What does Part B auto coverage stand for?


Part B coverage refers to the medical payments coverage frequently offered by insurance companies to the buyers of Personal Auto policies (PAP).

Essentially, it guarantees that all medical or funeral expenses of the insured and the occupants of the insured's vehicle will be covered if they sustain bodily injuries or die as a result of a car accident within three years of the accident.

How Part B Auto Coverage Works

  1. The insurance company promises to cover all medical, X-ray, surgical, dental or funeral expenses that the insured or the passengers in the insured's automobile have sustained.
  2. There are two groups of insured people under the Part B coverage: the insured and members of the insured's family, and other individuals who occupy the insured's covered automobile.
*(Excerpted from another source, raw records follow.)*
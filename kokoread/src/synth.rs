//! Turns the pipeline's chunks into numbered WAV files.

use std::fs;
use std::path::{Path, PathBuf};
use std::time::{Duration, Instant};

use crate::config::RunConfig;
use crate::error::SynthError;
use crate::tts::SpeechPipeline;
use crate::utils::wav::write_wav;

/// Written files in generation order; index `i` is chunk `i`.
#[derive(Debug, Clone, Default, PartialEq, Eq)]
pub struct OutputFiles {
    paths: Vec<PathBuf>,
}

impl OutputFiles {
    fn push(&mut self, path: PathBuf) {
        self.paths.push(path);
    }

    pub fn paths(&self) -> &[PathBuf] {
        &self.paths
    }

    pub fn len(&self) -> usize {
        self.paths.len()
    }

    pub fn is_empty(&self) -> bool {
        self.paths.is_empty()
    }

    pub fn iter(&self) -> std::slice::Iter<'_, PathBuf> {
        self.paths.iter()
    }

    /// Directory holding the files, taken from the first one.
    pub fn directory(&self) -> Option<&Path> {
        self.paths.first().and_then(|p| p.parent())
    }
}

impl From<Vec<PathBuf>> for OutputFiles {
    fn from(paths: Vec<PathBuf>) -> Self {
        Self { paths }
    }
}

impl<'a> IntoIterator for &'a OutputFiles {
    type Item = &'a PathBuf;
    type IntoIter = std::slice::Iter<'a, PathBuf>;

    fn into_iter(self) -> Self::IntoIter {
        self.paths.iter()
    }
}

#[derive(Debug, Clone)]
pub struct SynthesisReport {
    pub files: OutputFiles,
    /// Total length of the generated audio.
    pub audio_secs: f32,
    pub elapsed: Duration,
}

impl SynthesisReport {
    pub fn chunks(&self) -> usize {
        self.files.len()
    }
}

/// Generates every chunk for `config` and writes each one as soon as it
/// arrives. The first pipeline or write error ends the run.
pub fn synthesize(
    pipeline: &impl SpeechPipeline,
    config: &RunConfig,
) -> Result<SynthesisReport, SynthError> {
    let start = Instant::now();
    let sample_rate = pipeline.sample_rate();
    let mut files = OutputFiles::default();
    let mut audio_secs = 0.0;

    let chunks = pipeline.generate(config.text(), config.voice(), config.split_pattern())?;
    for (index, chunk) in chunks.enumerate() {
        let chunk = chunk?;
        let path = config.chunk_path(index);
        if let Some(dir) = path.parent() {
            fs::create_dir_all(dir).map_err(|source| SynthError::CreateDir {
                path: dir.to_path_buf(),
                source,
            })?;
        }

        write_wav(&path, &chunk.samples, sample_rate).map_err(|source| SynthError::Write {
            path: path.clone(),
            source,
        })?;

        audio_secs += chunk.samples.len() as f32 / sample_rate as f32;
        tracing::debug!(
            index,
            piece = chunk.piece,
            text = %chunk.graphemes,
            phonemes = %chunk.phonemes,
            "wrote {}",
            path.display()
        );
        files.push(path);
    }

    let elapsed = start.elapsed();
    tracing::info!(
        "{} chunks ({audio_secs:.2}s of audio) generated in {:.2}s",
        files.len(),
        elapsed.as_secs_f32()
    );

    Ok(SynthesisReport {
        files,
        audio_secs,
        elapsed,
    })
}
However, Part B coverage does not apply to passengers in a non-owned auto driven by the insured, i.e. occupants of the auto which you have been behind the wheel of, will not receive medical compensation under your Auto insurance policy if you don't own the vehicle.
  3. The medical payments coverage indemnifies the injured insured or occupants of the insured's car, regardless of who has caused the accident. Even if the insured is at fault, the insured's will receive medical expense compensation.
  4. Medical payments benefit limits are significantly lower than, say, liability limits. Medical benefit limits are usually between $1000 and $10,000 per injured person in a car accident.
  5. Medical payments coverage cannot replace the insured's health insurance if the insured has such. Instead, it is meant to pay for medical expenses that your health insurance does not cover. This means that if you have Part D coverage and you are involved in a car accident, your health insurance will be used to pay for any medical expenses it covers, and the ones not covered by it are left for the medical payments auto coverage to pay.